There is something you can do. Properly dispose of batteries. Nice and simple right? Actually, yes, it is.
Disposing of batteries in your household trash or recycling is dangerous to you, the environment, the drivers of the trash and recycling haulers, the workers at the plants where the trash and recycle end up and it is a waste of resources.
How are they dangerous?
Shorts. Batteries can have a charge left in them and if they short out, it can start a
fire. That can happen in your cart, or in the haulers truck when they compress their load, on the floor of the recovery center, or on the line by the workers. Fires from batteries can and do happen.

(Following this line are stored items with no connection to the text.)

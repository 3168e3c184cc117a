use std::fmt;
use std::path::Path;

/// Source file categories the front ends understand.
#[derive(Debug, Clone, Copy, PartialEq, Eq, Hash)]
pub enum FileKind {
	/// `.js`, `.mjs`, `.cjs`, `.jsx`.
	JavaScript,
	/// `.ts`, `.mts`, `.cts`.
	TypeScript,
	/// `.tsx`.
	Tsx,
	/// `.svelte` components.
	Svelte,
	/// `.html` documents.
	Html,
}

impl FileKind {
	/// Classifies `path` by extension; `None` for unsupported files.
	pub fn from_path(path: &Path) -> Option<Self> {
		let ext = path.extension()?.to_str()?;
		Some(match ext {
			"js" | "mjs" | "cjs" | "jsx" => Self::JavaScript,
			"ts" | "mts" | "cts" => Self::TypeScript,
			"tsx" => Self::Tsx,
			"svelte" => Self::Svelte,
			"html" => Self::Html,
			_ => return None,
		})
	}

	/// Whether the file is markup with embedded scripts.
	pub fn is_markup(self) -> bool {
		matches!(self, Self::Svelte | Self::Html)
	}

	/// Grammar of a plain script file.
	pub fn script_dialect(self) -> Option<Dialect> {
		match self {
			Self::JavaScript => Some(Dialect::JavaScript),
			Self::TypeScript => Some(Dialect::TypeScript),
			Self::Tsx => Some(Dialect::Tsx),
			Self::Svelte | Self::Html => None,
		}
	}
}

/// A tree-sitter grammar.
#[derive(Debug, Clone, Copy, PartialEq, Eq, Hash)]
pub enum Dialect {
	/// JavaScript with JSX.
	JavaScript,
	/// TypeScript.
	TypeScript,
	/// TypeScript with JSX.
	Tsx,
}

impl Dialect {
	pub(crate) fn language(self) -> tree_sitter::Language {
		match self {
			Self::JavaScript => tree_sitter_javascript::LANGUAGE.into(),
			Self::TypeScript => tree_sitter_typescript::LANGUAGE_TYPESCRIPT.into(),
			Self::Tsx => tree_sitter_typescript::LANGUAGE_TSX.into(),
		}
	}
}

impl fmt::Display for Dialect {
	fn fmt(&self, f: &mut fmt::Formatter<'_>) -> fmt::Result {
		f.write_str(match self {
			Self::JavaScript => "javascript",
			Self::TypeScript => "typescript",
			Self::Tsx => "tsx",
		})
	}
}
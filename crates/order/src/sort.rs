//! Stable sort of class tokens by resolved order.

use std::cmp::Ordering;

use crate::{OrderKey, OrderMap};

/// Compares two optional keys, unresolved before any resolved key.
pub fn compare_keys(a: Option<&OrderKey>, b: Option<&OrderKey>) -> Ordering {
	match (a, b) {
		(None, None) => Ordering::Equal,
		(None, Some(_)) => Ordering::Less,
		(Some(_), None) => Ordering::Greater,
		(Some(a), Some(b)) => a.cmp(b),
	}
}

/// Sorts `tokens` by their order in `orders`.
///
/// Tokens missing from `orders` count as unresolved. Equal keys keep their
/// input order.
pub fn sort_tokens<'a>(tokens: &[&'a str], orders: &OrderMap) -> Vec<&'a str> {
	let mut sorted = tokens.to_vec();
	sorted.sort_by(|a, b| compare_keys(orders.get(a), orders.get(b)));
	sorted
}
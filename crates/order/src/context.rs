//! Ranking context seam between the engine and the framework oracle.

use std::collections::BTreeMap;
use std::sync::Arc;

use serde::{Deserialize, Serialize};

use crate::{OrderKey, ResolvedConfig, Result};

/// One `(class, order)` answer from a ranking oracle.
pub type ClassOrder = (String, Option<OrderKey>);

/// Layer bands a framework groups its utilities into.
#[derive(Debug, Clone, Copy, PartialEq, Eq, PartialOrd, Ord, Hash, Serialize, Deserialize)]
#[serde(rename_all = "lowercase")]
pub enum Layer {
	/// Preflight and base styles.
	Base,
	/// Component classes.
	Components,
	/// Utility classes.
	Utilities,
}

/// Start key of each layer band a context knows about.
pub type LayerBands = BTreeMap<Layer, OrderKey>;

/// A resolved, framework-version-specific handle able to rank classes.
///
/// Implementations must answer one entry per input class, in input order.
/// Classes outside the framework vocabulary answer `None`, never an error.
pub trait RankingContext: Send + Sync {
	/// Returns the order of each class in `classes`, preserving input order.
	fn class_order(&self, classes: &[&str]) -> Result<Vec<ClassOrder>>;

	/// Class prefix configured for the framework.
	fn prefix(&self) -> &str {
		""
	}

	/// First key of the given layer band, when known.
	fn layer_start(&self, _layer: Layer) -> Option<OrderKey> {
		None
	}

	/// Framework major version, when known.
	fn version(&self) -> Option<u32> {
		None
	}
}

/// Builds ranking contexts from resolved configurations.
pub trait ContextFactory: Send + Sync {
	/// Creates a context for `config`.
	fn create(&self, config: &ResolvedConfig) -> Result<Arc<dyn RankingContext>>;
}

Many recycle centers still use people to sort the single sort recycling, and that recycling is put in a truck that compresses the load. During that compression, batteries can break, spilling the contents on recyclable material and that can lead to workers touching the chemicals in the batteries.
Batteries need to be recycled differently and you can do it fairly easily. A small ice cream bucket is usually all a family needs. Simply put tape on the contacts of the battery and put them in the bucket. When the bucket it full, bring it to the Eagan Recycling Zone for safe recycling.